---------- Dataset records

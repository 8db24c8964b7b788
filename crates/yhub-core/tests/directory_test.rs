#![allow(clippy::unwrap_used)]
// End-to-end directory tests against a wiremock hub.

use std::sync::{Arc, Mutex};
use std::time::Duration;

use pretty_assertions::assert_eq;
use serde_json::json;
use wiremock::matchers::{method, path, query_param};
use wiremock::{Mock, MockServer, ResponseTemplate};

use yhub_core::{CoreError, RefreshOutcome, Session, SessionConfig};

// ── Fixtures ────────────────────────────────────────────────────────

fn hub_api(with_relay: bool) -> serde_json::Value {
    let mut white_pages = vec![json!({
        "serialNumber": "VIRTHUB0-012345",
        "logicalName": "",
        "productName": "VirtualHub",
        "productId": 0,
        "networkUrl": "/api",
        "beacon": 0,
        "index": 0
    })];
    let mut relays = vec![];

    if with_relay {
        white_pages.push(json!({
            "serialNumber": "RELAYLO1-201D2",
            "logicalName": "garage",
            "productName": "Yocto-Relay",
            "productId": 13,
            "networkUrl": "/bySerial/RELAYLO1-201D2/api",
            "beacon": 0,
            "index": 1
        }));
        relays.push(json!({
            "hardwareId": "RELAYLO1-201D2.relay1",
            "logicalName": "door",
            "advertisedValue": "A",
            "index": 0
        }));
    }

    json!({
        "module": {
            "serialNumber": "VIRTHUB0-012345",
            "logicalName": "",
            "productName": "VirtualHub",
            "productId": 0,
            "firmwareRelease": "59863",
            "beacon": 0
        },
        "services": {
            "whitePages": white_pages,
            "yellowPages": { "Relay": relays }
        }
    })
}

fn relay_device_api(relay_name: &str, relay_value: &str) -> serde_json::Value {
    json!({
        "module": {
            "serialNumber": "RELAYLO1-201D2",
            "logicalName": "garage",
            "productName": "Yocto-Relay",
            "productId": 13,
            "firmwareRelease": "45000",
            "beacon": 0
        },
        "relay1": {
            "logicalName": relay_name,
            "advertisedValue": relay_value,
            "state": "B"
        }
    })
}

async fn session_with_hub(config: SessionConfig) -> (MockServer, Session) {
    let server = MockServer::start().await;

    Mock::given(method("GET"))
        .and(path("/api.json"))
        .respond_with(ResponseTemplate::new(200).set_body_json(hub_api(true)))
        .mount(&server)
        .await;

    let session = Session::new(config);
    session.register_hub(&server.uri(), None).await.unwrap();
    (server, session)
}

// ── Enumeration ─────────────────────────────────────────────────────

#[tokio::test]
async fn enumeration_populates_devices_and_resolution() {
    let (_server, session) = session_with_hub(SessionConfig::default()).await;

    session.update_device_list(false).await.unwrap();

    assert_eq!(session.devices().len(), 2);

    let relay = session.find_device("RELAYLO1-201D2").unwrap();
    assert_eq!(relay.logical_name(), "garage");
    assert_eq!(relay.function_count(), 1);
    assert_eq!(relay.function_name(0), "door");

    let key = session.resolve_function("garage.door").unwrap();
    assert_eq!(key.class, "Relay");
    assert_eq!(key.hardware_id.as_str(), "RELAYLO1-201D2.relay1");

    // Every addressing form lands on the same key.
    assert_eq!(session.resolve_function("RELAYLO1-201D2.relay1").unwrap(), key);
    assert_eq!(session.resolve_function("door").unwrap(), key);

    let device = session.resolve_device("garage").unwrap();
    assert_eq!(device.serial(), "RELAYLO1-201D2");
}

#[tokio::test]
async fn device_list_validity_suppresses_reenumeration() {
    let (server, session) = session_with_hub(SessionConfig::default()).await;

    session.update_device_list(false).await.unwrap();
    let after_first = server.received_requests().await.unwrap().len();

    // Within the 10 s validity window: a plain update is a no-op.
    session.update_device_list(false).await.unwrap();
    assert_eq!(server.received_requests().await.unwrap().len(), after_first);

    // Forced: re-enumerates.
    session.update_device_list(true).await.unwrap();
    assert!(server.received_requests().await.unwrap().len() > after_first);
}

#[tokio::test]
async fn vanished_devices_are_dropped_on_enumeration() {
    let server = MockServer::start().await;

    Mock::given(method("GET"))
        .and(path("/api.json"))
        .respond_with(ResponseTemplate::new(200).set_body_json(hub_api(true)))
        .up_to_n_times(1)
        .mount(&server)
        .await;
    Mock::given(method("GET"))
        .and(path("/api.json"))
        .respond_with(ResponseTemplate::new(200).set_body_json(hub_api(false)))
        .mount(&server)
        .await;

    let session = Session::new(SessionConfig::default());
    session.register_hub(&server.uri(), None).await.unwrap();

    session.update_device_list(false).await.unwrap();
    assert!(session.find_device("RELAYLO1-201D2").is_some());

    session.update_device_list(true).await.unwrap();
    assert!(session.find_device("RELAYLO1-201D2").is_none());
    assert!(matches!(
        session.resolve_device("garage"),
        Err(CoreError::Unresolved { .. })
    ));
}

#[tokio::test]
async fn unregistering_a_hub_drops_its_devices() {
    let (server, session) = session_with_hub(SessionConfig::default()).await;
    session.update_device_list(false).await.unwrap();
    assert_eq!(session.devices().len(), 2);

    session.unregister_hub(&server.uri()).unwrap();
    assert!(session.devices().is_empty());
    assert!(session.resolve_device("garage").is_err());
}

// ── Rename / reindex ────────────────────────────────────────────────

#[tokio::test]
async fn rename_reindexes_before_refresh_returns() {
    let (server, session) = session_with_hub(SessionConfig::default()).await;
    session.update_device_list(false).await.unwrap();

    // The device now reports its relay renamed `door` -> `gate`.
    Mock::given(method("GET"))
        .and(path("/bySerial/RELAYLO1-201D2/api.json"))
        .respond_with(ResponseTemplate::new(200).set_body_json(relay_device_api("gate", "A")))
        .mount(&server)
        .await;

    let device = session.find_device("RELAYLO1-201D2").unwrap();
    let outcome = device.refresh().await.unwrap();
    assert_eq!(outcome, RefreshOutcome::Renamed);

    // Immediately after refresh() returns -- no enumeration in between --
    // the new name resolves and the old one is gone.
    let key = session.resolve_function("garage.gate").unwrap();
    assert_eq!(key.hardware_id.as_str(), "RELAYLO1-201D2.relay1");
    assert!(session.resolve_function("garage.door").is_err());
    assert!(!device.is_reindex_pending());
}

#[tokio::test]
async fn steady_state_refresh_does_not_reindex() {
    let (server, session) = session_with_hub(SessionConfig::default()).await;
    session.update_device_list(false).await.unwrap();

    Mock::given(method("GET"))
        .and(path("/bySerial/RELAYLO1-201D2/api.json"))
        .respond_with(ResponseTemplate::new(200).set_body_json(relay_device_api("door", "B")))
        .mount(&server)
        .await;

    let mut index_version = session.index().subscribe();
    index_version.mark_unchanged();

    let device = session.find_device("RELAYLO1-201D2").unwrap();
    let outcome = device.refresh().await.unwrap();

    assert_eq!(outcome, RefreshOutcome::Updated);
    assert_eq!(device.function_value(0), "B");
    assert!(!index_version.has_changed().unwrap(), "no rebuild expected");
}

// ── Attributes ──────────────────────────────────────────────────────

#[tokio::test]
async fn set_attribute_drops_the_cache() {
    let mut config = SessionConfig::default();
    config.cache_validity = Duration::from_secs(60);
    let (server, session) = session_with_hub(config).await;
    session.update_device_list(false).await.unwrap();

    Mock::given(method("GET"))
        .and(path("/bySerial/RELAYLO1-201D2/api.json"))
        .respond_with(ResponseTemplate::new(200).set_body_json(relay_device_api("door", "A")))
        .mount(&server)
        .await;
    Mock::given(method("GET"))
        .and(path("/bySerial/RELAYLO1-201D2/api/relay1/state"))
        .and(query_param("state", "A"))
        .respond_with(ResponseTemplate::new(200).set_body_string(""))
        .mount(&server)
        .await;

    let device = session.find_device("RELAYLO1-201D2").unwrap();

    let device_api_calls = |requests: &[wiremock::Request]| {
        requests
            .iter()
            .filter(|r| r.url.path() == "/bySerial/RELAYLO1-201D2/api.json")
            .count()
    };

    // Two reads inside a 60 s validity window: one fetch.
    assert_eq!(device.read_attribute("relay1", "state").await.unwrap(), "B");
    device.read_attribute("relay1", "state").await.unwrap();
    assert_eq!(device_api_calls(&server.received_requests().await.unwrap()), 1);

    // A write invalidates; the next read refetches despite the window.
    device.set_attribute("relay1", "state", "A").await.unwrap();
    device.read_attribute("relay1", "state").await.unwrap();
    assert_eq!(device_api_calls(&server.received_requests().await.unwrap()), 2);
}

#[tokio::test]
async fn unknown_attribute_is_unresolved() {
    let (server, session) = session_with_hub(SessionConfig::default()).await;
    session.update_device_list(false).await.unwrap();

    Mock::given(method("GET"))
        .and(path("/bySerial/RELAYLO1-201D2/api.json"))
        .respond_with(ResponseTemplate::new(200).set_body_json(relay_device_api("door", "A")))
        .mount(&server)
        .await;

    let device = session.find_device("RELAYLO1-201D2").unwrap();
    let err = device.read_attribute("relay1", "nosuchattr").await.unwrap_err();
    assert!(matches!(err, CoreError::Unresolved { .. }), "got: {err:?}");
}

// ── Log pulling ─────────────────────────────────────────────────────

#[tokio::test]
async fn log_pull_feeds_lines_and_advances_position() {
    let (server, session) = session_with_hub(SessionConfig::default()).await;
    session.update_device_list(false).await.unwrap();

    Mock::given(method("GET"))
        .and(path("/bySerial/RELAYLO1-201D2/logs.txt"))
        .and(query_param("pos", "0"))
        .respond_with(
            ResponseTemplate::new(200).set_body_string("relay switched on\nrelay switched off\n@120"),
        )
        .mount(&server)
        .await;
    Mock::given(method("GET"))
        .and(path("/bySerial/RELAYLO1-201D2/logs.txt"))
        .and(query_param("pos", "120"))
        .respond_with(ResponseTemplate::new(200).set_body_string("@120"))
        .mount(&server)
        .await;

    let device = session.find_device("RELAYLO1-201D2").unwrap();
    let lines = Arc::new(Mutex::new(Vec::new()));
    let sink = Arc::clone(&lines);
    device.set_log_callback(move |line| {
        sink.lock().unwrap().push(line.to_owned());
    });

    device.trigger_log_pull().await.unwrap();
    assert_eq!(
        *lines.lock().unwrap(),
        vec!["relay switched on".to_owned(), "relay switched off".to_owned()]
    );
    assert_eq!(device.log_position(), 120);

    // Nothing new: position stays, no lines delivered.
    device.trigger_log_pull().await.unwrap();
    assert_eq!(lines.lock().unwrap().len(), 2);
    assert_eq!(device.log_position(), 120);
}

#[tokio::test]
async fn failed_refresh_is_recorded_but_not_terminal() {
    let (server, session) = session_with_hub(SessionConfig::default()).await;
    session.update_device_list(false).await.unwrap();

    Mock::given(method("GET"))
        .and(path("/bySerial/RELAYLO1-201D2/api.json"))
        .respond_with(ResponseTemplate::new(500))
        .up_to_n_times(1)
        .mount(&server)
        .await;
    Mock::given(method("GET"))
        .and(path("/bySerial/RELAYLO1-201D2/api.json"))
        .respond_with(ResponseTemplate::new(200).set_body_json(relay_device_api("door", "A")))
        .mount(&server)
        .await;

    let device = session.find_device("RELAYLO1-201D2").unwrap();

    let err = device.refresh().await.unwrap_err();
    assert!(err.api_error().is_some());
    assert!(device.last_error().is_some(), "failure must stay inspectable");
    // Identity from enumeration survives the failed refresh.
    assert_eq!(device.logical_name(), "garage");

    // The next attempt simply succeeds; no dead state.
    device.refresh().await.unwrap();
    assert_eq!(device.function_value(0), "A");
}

--------------------

* _Exercise brief_
Could you return all lines from the data above that contain the string "async"?

* _Solution for this problem_
async fn session_with_hub(config: SessionConfig) -> (MockServer, Session) {
async fn enumeration_populates_devices_and_resolution() {
async fn device_list_validity_suppresses_reenumeration() {
async fn vanished_devices_are_dropped_on_enumeration() {
async fn unregistering_a_hub_drops_its_devices() {
async fn rename_reindexes_before_refresh_returns() {
async fn steady_state_refresh_does_not_reindex() {
async fn set_attribute_drops_the_cache() {
async fn unknown_attribute_is_unresolved() {
async fn log_pull_feeds_lines_and_advances_position() {
async fn failed_refresh_is_recorded_but_not_terminal() {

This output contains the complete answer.